Si la tension se fait ressentir sur le terrain, la fin de match est plutôt cadenassée. Les deux équipes se neutralisent en attendant la prolongation. Score final 1-1, le public du Philips Stadion aura droit à 30 minutes de frissons supplémentaires. Paul Le Guen remobilise alors ses troupes sur le bord du terrain et décide d’injecter du sang neuf sur le plan offensif en remplaçant Wiltord par le jeune attaquant brésilien Nilmar. Et le futur buteur de la Seleção ne tarde pas à se mettre en évidence. À la 100e minute de jeu, il profite d’un ballon dévié par Govou pour prendre de vitesse les défenseurs adverses, Alex et Lee Young-Pyo, et s’en va disputer le cuir au portier du PSV Heurelho Gomes dans un duel à la limite de la surface de réparation. Devancé sur sa sortie, le gardien brésilien fauche son compatriote qui s’effondre instantanément. Thierry Gilardi et Jean-Michel Larqué s’emportent depuis le poste commentateur : « Oh penalty !!! Accroché ! Oh penaltyyy ! Qu’est-ce qu’il dit M.Nielsen ? Il dit sortie de but ??? Monsieur Nielsen, qui était à 30 mètres de l’action ! Ohlalala… Alors on va revoir ça. Mais oui, il y a penalty ! Il n’y a pas de doute, Monsieur Nielsen… » Malgré les revendications de Juninho et Ben Arfa, Kim Milton Nielsen n’accordera jamais ce penalty aux Lyonnais. Une décision qui fera longtemps cauchemarder Grégory Coupet, aujourd’hui quand on l’interroge sur cette rencontre, il répond : « Désolé, je n’ai pas suffisamment de mémoire pour évoquer ce match. Seul ce penalty non sifflé me reste en tête à jamais, tout en étant conscient qu’il n’était pas marqué d’avance. »

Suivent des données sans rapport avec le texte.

use std::fmt;

#[derive(Debug)]
pub enum IoError {
    /// File could not be opened or read.
    Read { path: String, message: String },
    /// Bytes are not valid in the requested encoding.
    Decode { path: String, encoding: &'static str },
    /// CSV syntax error that prevents reading the header.
    Csv(String),
    /// A column every record needs is absent from the header.
    MissingColumn { column: String, available: Vec<String> },
    /// Output could not be produced or written.
    Write(String),
}

impl fmt::Display for IoError {
    fn fmt(&self, f: &mut fmt::Formatter<'_>) -> fmt::Result {
        match self {
            Self::Read { path, message } => write!(f, "cannot read {path}: {message}"),
            Self::Decode { path, encoding } => write!(f, "{path} is not valid {encoding}"),
            Self::Csv(msg) => write!(f, "CSV parse error: {msg}"),
            Self::MissingColumn { column, available } => write!(
                f,
                "missing column '{column}' (found: {})",
                available.join(", ")
            ),
            Self::Write(msg) => write!(f, "write error: {msg}"),
        }
    }
}

impl std::error::Error for IoError {}
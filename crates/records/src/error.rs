use std::fmt;

/// A selection value that does not name any known choice.
#[derive(Debug, Clone, PartialEq, Eq)]
pub enum SelectionError {
    /// Discipline other than All / Full Power / Single Lifts.
    UnknownDiscipline(String),
    /// Testing status other than All / Tested / Untested.
    UnknownTestingStatus(String),
    /// Search mode other than substring / tokens.
    UnknownSearchMode(String),
    /// Division grouping other than base / grouped.
    UnknownGrouping(String),
    /// Selection key that is not a filter field.
    UnknownField(String),
}

impl fmt::Display for SelectionError {
    fn fmt(&self, f: &mut fmt::Formatter<'_>) -> fmt::Result {
        match self {
            Self::UnknownDiscipline(v) => {
                write!(f, "unknown discipline '{v}' (expected All, Full Power, Single Lifts)")
            }
            Self::UnknownTestingStatus(v) => {
                write!(f, "unknown testing status '{v}' (expected All, Tested, Untested)")
            }
            Self::UnknownSearchMode(v) => {
                write!(f, "unknown search mode '{v}' (expected substring, tokens)")
            }
            Self::UnknownGrouping(v) => {
                write!(f, "unknown division grouping '{v}' (expected base, grouped)")
            }
            Self::UnknownField(v) => write!(f, "unknown filter '{v}'"),
        }
    }
}

impl std::error::Error for SelectionError {}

« Il a la mémoire sélective, Greg, se marre son ancienne doublure, Nicolas Puydebois. Comment l’arbitre peut ne pas siffler penalty sur cette action-là, c’est incompréhensible. Depuis le banc de touche, c’est flagrant. Et quand on voit les images, c’est encore plus évident ! » Une décision arbitrale également surprenante aux yeux de Johann Vogel : « En étant sur le terrain, j’avais l’impression qu’il y avait penalty, mais ça se passait du côté du juge de ligne qui était très bien placé sur l’action. S’il a décidé de ne rien signaler, c’est que ce devait être la bonne décision. » Contacté pour lever le voile sur cette affaire, l’ex-arbitre international, Kim Milton Nielsen, n’a pas souhaité répondre à nos questions. Reste que ce penalty non-sifflé aurait pu radicalement changer le cours de la rencontre puisqu’en cas de but lyonnais, les Bataves auraient dû marquer à deux reprises par la suite pour voir la demi-finale de C1. « Sur le moment, c’est frustrant. On sait qu’on aurait mérité d’avoir ce penalty, c’est une réelle injustice, mais on se dit qu’il y aura d’autres opportunités avant la fin du match. » , affirme Puydebois. Il n’en sera rien, l’OL et le PSV se départageront aux tirs au but.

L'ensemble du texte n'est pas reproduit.